PROVIDED RECORDS:

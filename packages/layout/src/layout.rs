//! Page layout: the derived, fully recomputable result of pagination.

use crate::units::MeasuredUnit;
use scriptory_document::BlockId;
use scriptory_templates::{Template, TemplateId};
use serde::{Deserialize, Serialize};
use std::ops::Range;

/// Where a page's flow begins: unit index and first line within it
#[derive(Debug, Clone, Copy, Default, PartialEq, Eq, PartialOrd, Ord, Serialize, Deserialize)]
pub struct FlowPosition {
    pub unit: usize,
    pub line: usize,
}

impl FlowPosition {
    /// The page opens with the remainder of a split block
    pub fn continued(&self) -> bool {
        self.line > 0
    }
}

#[derive(Debug, Clone, Copy, PartialEq, Eq, Serialize, Deserialize)]
#[serde(rename_all = "snake_case")]
pub enum FragmentReason {
    WholeBlock,
    SplitStart,
    SplitContinuation,
}

/// The part of one block placed on one page
#[derive(Debug, Clone, PartialEq, Serialize, Deserialize)]
pub struct Fragment {
    pub block: BlockId,
    /// Char range of the block text on this page
    pub range: Range<usize>,
    pub lines: usize,
    pub reason: FragmentReason,
    pub height: f32,
    /// `SPEAKER (CONT'D)` printed above a continuation
    #[serde(default, skip_serializing_if = "Option::is_none")]
    pub lead_in: Option<String>,
    /// `(MORE)` printed below a piece that continues overleaf
    #[serde(default, skip_serializing_if = "Option::is_none")]
    pub trail: Option<String>,
}

#[derive(Debug, Clone, PartialEq, Serialize, Deserialize)]
pub struct Page {
    /// 1-based page number
    pub number: u32,
    pub start: FlowPosition,
    pub fragments: Vec<Fragment>,
    /// Highest unit index consulted while filling this page
    #[serde(skip)]
    pub(crate) horizon: usize,
}

/// A block that does not fit on a page even by itself
#[derive(Debug, Clone, Copy, PartialEq, Eq, Serialize, Deserialize)]
pub struct OverflowWarning {
    pub block: BlockId,
    pub page: u32,
}

#[derive(Debug, Clone, PartialEq, Serialize, Deserialize)]
pub struct PageLayout {
    pub template: TemplateId,
    /// CRC32 of the template the layout was computed with
    pub fingerprint: u32,
    pub pages: Vec<Page>,
    #[serde(default)]
    pub overflows: Vec<OverflowWarning>,
    #[serde(skip)]
    pub(crate) units: Vec<MeasuredUnit>,
}

impl PageLayout {
    pub fn empty(template: &Template) -> Self {
        Self {
            template: template.id.clone(),
            fingerprint: template_fingerprint(template),
            pages: Vec::new(),
            overflows: Vec::new(),
            units: Vec::new(),
        }
    }

    pub fn page_count(&self) -> usize {
        self.pages.len()
    }

    /// All fragments of a block, in page order, with their page numbers
    pub fn fragments_of(&self, block: BlockId) -> Vec<(u32, &Fragment)> {
        self.pages
            .iter()
            .flat_map(|page| page.fragments.iter().map(move |f| (page.number, f)))
            .filter(|(_, f)| f.block == block)
            .collect()
    }

    /// Page on which a block starts
    pub fn page_of(&self, block: BlockId) -> Option<u32> {
        self.fragments_of(block).first().map(|(page, _)| *page)
    }

    /// Blocks that are split across at least one page boundary
    pub fn split_blocks(&self) -> Vec<BlockId> {
        let mut blocks: Vec<BlockId> = self
            .pages
            .iter()
            .flat_map(|page| page.fragments.iter())
            .filter(|f| f.reason == FragmentReason::SplitStart)
            .map(|f| f.block)
            .collect();
        blocks.dedup();
        blocks
    }

    /// Whether measured units are available for incremental recompute
    pub fn has_units(&self) -> bool {
        !self.units.is_empty() || self.pages.is_empty()
    }

    /// Serialized form used for byte-for-byte comparison
    pub fn to_json(&self) -> String {
        serde_json::to_string(self).unwrap_or_default()
    }
}

/// Stable fingerprint of everything in a template that influences layout
pub fn template_fingerprint(template: &Template) -> u32 {
    let bytes = serde_json::to_vec(template).unwrap_or_default();
    let mut hasher = crc32fast::Hasher::new();
    hasher.update(&bytes);
    hasher.finalize()
}
use crate::{run, Dispatcher, Panic};
use std::sync::{Arc, Condvar, Mutex};

struct State<E> {
    pending: usize,
    error: Option<E>,
}

struct Shared<E> {
    state: Mutex<State<E>>,
    // Notified whenever `pending` drops to zero.
    idle: Condvar,
}

impl<E> Shared<E> {
    fn record(&self, error: E) {
        let mut state = self.state.lock().unwrap();
        if state.error.is_none() {
            state.error = Some(error);
        }
    }
}

/// Decrements the pending count exactly once, even if recording the result unwinds.
struct Completion<E>(Arc<Shared<E>>);

impl<E> Drop for Completion<E> {
    fn drop(&mut self) {
        let mut state = self
            .0
            .state
            .lock()
            .unwrap_or_else(std::sync::PoisonError::into_inner);
        state.pending -= 1;
        if state.pending == 0 {
            self.0.idle.notify_all();
        }
    }
}

/// A set of fallible operations, each running on its own thread, that can be awaited together.
///
/// Operations that panic are recovered and recorded as `E::from(panic)`. A failure never
/// stops sibling operations: [Group::wait] always waits for every launched operation.
///
/// When several operations fail, the first error recorded wins and the rest are dropped.
///
/// ```rust
/// use guardrail_safe::{Group, Panic};
///
/// #[derive(Debug, thiserror::Error)]
/// enum Error {
///     #[error(transparent)]
///     Panic(#[from] Panic),
/// }
///
/// let group = Group::<Error>::new();
/// group.go(|| Ok(()));
/// group.go(|| panic!("unhandled error"));
/// let err = group.wait().unwrap_err();
/// assert_eq!(err.to_string(), "panic: unhandled error");
/// ```
pub struct Group<E> {
    dispatcher: Dispatcher,
    shared: Arc<Shared<E>>,
}

impl<E> Group<E>
where
    E: From<Panic> + Send + 'static,
{
    /// Create a group that launches operations with [Dispatcher::global].
    pub fn new() -> Self {
        Self::with_dispatcher(Dispatcher::global().clone())
    }

    /// Create a group that launches operations with `dispatcher`.
    pub fn with_dispatcher(dispatcher: Dispatcher) -> Self {
        Self {
            dispatcher,
            shared: Arc::new(Shared {
                state: Mutex::new(State {
                    pending: 0,
                    error: None,
                }),
                idle: Condvar::new(),
            }),
        }
    }

    /// Launch `f` on a new thread.
    pub fn go<F>(&self, f: F)
    where
        F: FnOnce() -> Result<(), E> + Send + 'static,
    {
        self.shared.state.lock().unwrap().pending += 1;

        let completion = Completion(self.shared.clone());
        self.dispatcher.go(move || {
            if let Err(err) = run(f) {
                completion.0.record(err);
            }
            drop(completion);
        });
    }

    /// Block until every launched operation has finished, returning the first recorded error.
    pub fn wait(self) -> Result<(), E> {
        let mut state = self.shared.state.lock().unwrap();
        while state.pending > 0 {
            state = self.shared.idle.wait(state).unwrap();
        }
        match state.error.take() {
            Some(err) => Err(err),
            None => Ok(()),
        }
    }
}

impl<E> Default for Group<E>
where
    E: From<Panic> + Send + 'static,
{
    fn default() -> Self {
        Self::new()
    }
}

#[cfg(test)]
mod tests {
    use super::*;
    use crate::dispatch::tests::Capture;
    use std::{
        sync::{
            atomic::{AtomicUsize, Ordering},
            mpsc,
        },
        time::Duration,
    };
    use thiserror::Error;

    #[derive(Debug, Error)]
    enum TestError {
        #[error("{0}")]
        Internal(&'static str),
        #[error(transparent)]
        Panic(#[from] Panic),
    }

    #[test]
    fn test_group_records_panic() {
        let group = Group::<TestError>::with_dispatcher(Dispatcher::new());
        group.go(|| Ok(()));
        group.go(|| panic!("internal error"));

        let err = group.wait().unwrap_err();
        assert_eq!(err.to_string(), "panic: internal error");
        let TestError::Panic(panic) = err else {
            panic!("expected a recovered panic");
        };
        assert_eq!(panic.fault::<&str>(), Some("internal error"));
    }

    #[test]
    fn test_group_success() {
        let group = Group::<TestError>::with_dispatcher(Dispatcher::new());
        let completed = Arc::new(AtomicUsize::new(0));
        for _ in 0..8 {
            let completed = completed.clone();
            group.go(move || {
                completed.fetch_add(1, Ordering::SeqCst);
                Ok(())
            });
        }
        assert!(group.wait().is_ok());
        assert_eq!(completed.load(Ordering::SeqCst), 8);
    }

    #[test]
    fn test_group_empty() {
        let group = Group::<TestError>::with_dispatcher(Dispatcher::new());
        assert!(group.wait().is_ok());
    }

    #[test]
    fn test_group_returns_operation_error() {
        let group = Group::<TestError>::with_dispatcher(Dispatcher::new());
        group.go(|| Err(TestError::Internal("boom")));
        assert!(matches!(group.wait(), Err(TestError::Internal("boom"))));
    }

    #[test]
    fn test_group_first_error_wins() {
        let group = Group::<TestError>::with_dispatcher(Dispatcher::new());
        let (tx, rx) = mpsc::channel::<()>();
        group.go(|| Err(TestError::Internal("first")));

        // The second failure is held back until long after the first was recorded
        group.go(move || {
            let _ = rx.recv();
            Err(TestError::Internal("second"))
        });
        std::thread::sleep(Duration::from_millis(50));
        drop(tx);

        assert!(matches!(group.wait(), Err(TestError::Internal("first"))));
    }

    #[test]
    fn test_failure_does_not_abort_siblings() {
        let group = Group::<TestError>::with_dispatcher(Dispatcher::new());
        let (tx, rx) = mpsc::channel();
        group.go(|| panic!("internal error"));
        group.go(move || {
            std::thread::sleep(Duration::from_millis(20));
            tx.send(()).unwrap();
            Ok(())
        });
        assert!(group.wait().is_err());
        assert!(rx.try_recv().is_ok());
    }

    #[test]
    fn test_group_panics_are_not_logged() {
        let logs = Capture::default();
        logs.scope(|| {
            let group = Group::<TestError>::with_dispatcher(Dispatcher::new());
            group.go(|| panic!("internal error"));
            assert!(group.wait().is_err());
        });
        assert!(logs.contents().is_empty());
    }
}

YOUR ASSIGNMENT: Pick out and copy the lines of the material that include the word "printed".

RESPONSE AREA:
    /// `SPEAKER (CONT'D)` printed above a continuation
    /// `(MORE)` printed below a piece that continues overleaf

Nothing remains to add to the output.